The following are the danger signs of a man who is going to be an abusive partner.

They Abuse Other People.

Most women in abusive relationships make the mistake of ignoring abusive and violent behavior in a man just because they are not objects of the said abuse and violence.

If you are on a date and the man treats you like a queen but is rude and aggressive to the waiter and other people around, it’s a red flag. Don’t be fooled. It’s only a matter of time before he turns to you.

Therefore watch out for the way the man talks to other people, fellow drivers, etc.

An Abusive Partner is Insecure.

Women beaters are very insecure. Forget the outward appearance of confidence; batterers are always afraid of losing their wives or girlfriend, or position in the relationship.

The fear of being abandoned by a woman can lead some men to extreme rage and violence.

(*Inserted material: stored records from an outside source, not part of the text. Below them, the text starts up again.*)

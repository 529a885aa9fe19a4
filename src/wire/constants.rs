/// Network magic values used in the Bitcoin P2P message header.
///
/// The first 4 bytes of every Bitcoin P2P message identify the
/// network (mainnet, testnet, regtest, signet) and act as a
/// message boundary marker in the TCP stream.
///
/// The values below are written to the wire big-endian, so the
/// mainnet magic `0xF9BEB4D9` appears as the bytes `F9 BE B4 D9`.
///
/// You can also see how Bitcoin Core maps magic values to networks
/// in `GetNetworkForMagic`:
/// https://github.com/bitcoin/bitcoin/blob/master/src/kernel/chainparams.cpp#L703-L723
pub const MAIN_NET_MAGIC: u32 = 0xF9BE_B4D9;
pub const TEST_NET3_MAGIC: u32 = 0x0B11_0907;
pub const REG_TEST_MAGIC: u32 = 0xFABF_B5DA;
pub const SIG_NET_MAGIC: u32 = 0x0A03_CF40;

/// Current Bitcoin P2P protocol version.
///
/// This value is sent in the `version` message during handshake
/// and is used for peer capability negotiation and feature gating.
///
/// The protocol version is defined in Bitcoin Core:
/// https://github.com/bitcoin/bitcoin/blob/707ad466968b947b364cfc25bcb4d6895e799418/src/node/protocol_version.h#L12
pub const PROTOCOL_VERSION: i32 = 70016;

/// Hard cap on a single message payload (32 MiB).
pub const MAX_MESSAGE_SIZE: usize = 0x0200_0000;

/// Maximum number of entries an `addr` or `addrv2` message may carry.
pub const MAX_ADDRESSES: u64 = 1000;

/// Maximum address length accepted in an `addrv2` entry.
pub const MAX_ADDRV2_ADDRESS_SIZE: u64 = 512;

/// Length of the command field in the message header.
pub const COMMAND_LEN: usize = 12;

/// Size of the header that follows the magic: command + length + checksum.
pub const HEADER_LENGTH: usize = COMMAND_LEN + 4 + 4;

/// Full frame overhead, magic included.
pub const FRAME_OVERHEAD: usize = 4 + HEADER_LENGTH;

/// `PeerAddress` layouts, carried as the serializer's protocol version.
///
/// - `0`: embedded in `version` payloads (no timestamp)
/// - `1`: legacy `addr` entries
/// - `2`: BIP 155 `addrv2` entries
pub const ADDRESS_FORMAT_VERSION: u32 = 0;
pub const ADDRESS_FORMAT_V1: u32 = 1;
pub const ADDRESS_FORMAT_V2: u32 = 2;
//! Bitcoin P2P wire protocol.
//!
//! - [`codec`] frames messages (magic, header, checksum) and finds frame
//!   boundaries in a noisy byte stream.
//! - [`message`], [`address`] and [`address_message`] hold the typed
//!   payloads. Every payload type implements [`WireMessage`], which keeps
//!   the parsed bytes around (in retain mode) so that an unchanged message
//!   re-serializes without re-encoding.
//!
//! Protocol reference:
//! https://developer.bitcoin.org/reference/p2p_networking.html
pub mod address;
pub mod address_message;
pub mod codec;
pub mod constants;
pub mod message;
pub mod payload;
pub mod services;
pub mod state;

pub(crate) mod decode;
pub(crate) mod encode;

pub use address::{PeerAddress, PeerHost};
pub use address_message::{AddressFormat, AddressMessage};
pub use codec::{MagicSearch, PacketHeader, Serializer};
pub use encode::varint_size;
pub use message::{Command, Message, Ping, Pong, SendAddrV2, UnknownMessage};
pub use payload::build_version_payload;
pub use services::Services;
pub use state::{MessageState, OwnerHandle, WireMessage};
//! Cursor helpers for reading wire fields out of a payload.
//!
//! Every reader takes the payload slice and a cursor that is advanced past
//! the consumed bytes. Running off the end yields
//! [`WireError::Truncated`] with the name of the field being read.

use crate::error::WireError;

pub(crate) fn read_varint(p: &[u8], c: &mut usize) -> Result<u64, WireError> {
    let first = *p.get(*c).ok_or(WireError::Truncated("varint"))?;
    *c += 1;
    match first {
        0xFD => Ok(u16::from_le_bytes(read_array(p, c, "varint:fd")?) as u64),
        0xFE => Ok(u32::from_le_bytes(read_array(p, c, "varint:fe")?) as u64),
        0xFF => Ok(u64::from_le_bytes(read_array(p, c, "varint:ff")?)),
        n => Ok(n as u64),
    }
}

pub(crate) fn read_u8(p: &[u8], c: &mut usize, ctx: &'static str) -> Result<u8, WireError> {
    let b = *p.get(*c).ok_or(WireError::Truncated(ctx))?;
    *c += 1;
    Ok(b)
}

pub(crate) fn read_u32(p: &[u8], c: &mut usize) -> Result<u32, WireError> {
    Ok(u32::from_le_bytes(read_array(p, c, "u32")?))
}

pub(crate) fn read_u64(p: &[u8], c: &mut usize) -> Result<u64, WireError> {
    Ok(u64::from_le_bytes(read_array(p, c, "u64")?))
}

pub(crate) fn read_u16_be(p: &[u8], c: &mut usize, ctx: &'static str) -> Result<u16, WireError> {
    Ok(u16::from_be_bytes(read_array(p, c, ctx)?))
}

pub(crate) fn read_array<const N: usize>(
    p: &[u8],
    c: &mut usize,
    ctx: &'static str,
) -> Result<[u8; N], WireError> {
    let mut out = [0u8; N];
    out.copy_from_slice(read_slice(p, c, N, ctx)?);
    Ok(out)
}

pub(crate) fn read_slice<'a>(
    p: &'a [u8],
    c: &mut usize,
    len: usize,
    ctx: &'static str,
) -> Result<&'a [u8], WireError> {
    let end = c.checked_add(len).ok_or(WireError::Truncated(ctx))?;
    let s = p.get(*c..end).ok_or(WireError::Truncated(ctx))?;
    *c = end;
    Ok(s)
}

An Abusive Partner Wants to be in Control.

Abusive men love to be in control of their love ones. Unfortunately, most women are showered with love by these men, and they fail to see the danger.

When your man continually tells you what to wear, when to wear it, and how to wear them: beware! 

Abusive partners are intimidated by successful women. So when your partner asks you to drop out of school, or quit a good job: run!

When your man is always calling and sending you messages to find out where you are and what you are doing: watch out!

Many women usually misconstrue these controlling behaviors as acts of love, attention, and care.

For abusive men, the desire to monitor, restrict, and control their partners can drive them to become violent.

There is a story of a lady who found out that the man she was going to marry was the controlling type. But she found out late on her wedding day, right inside the church, when they were walking down the aisle.

The husband had whispered to her to take a good look at the church and her folks, as that was the last time she would see them. The lady called off the wedding there and then. All the man’s pleas that it was a joke fell on deaf ears.

Most women would have continued with the wedding and tie themselves to a foul bargain because of what people will say.

They’re Jealous.

In a marriage or relationship, there is a thin line between jealousy and love. But jealousy is usually obsessive love, where the fear of losing the other, consumes a person. 

An Abusive Partner is Always Quick to Apologize and Repent.

While abusive men are quick to hit their partners, they are even faster to show remorse and ask for forgiveness.

Abusive men have the sweetest tongues and can go the extra mile to apologize and make it up to you.

Almost every man who has ever hit a woman will do it again. Abusive men do not change, except they undergo therapy, or a miracle happens.

A man who has abused you at the beginning of a relationship is likely to do it again. 

Wrapping it up.

There is always a progressive pattern to domestic abuse. Your ability to recognize and heed the warning signs can practically save your life.

The earlier you bolt from an abusive relationship, the better. The longer the victims of domestic abuse stay on in the union, the harder it becomes for them to leave.

At the early stages of abuse, the victims misinterpret the constant attention showered by the man as love.

This constant attention will eventually pick up steam and end in the man using threats and violence to control the victim.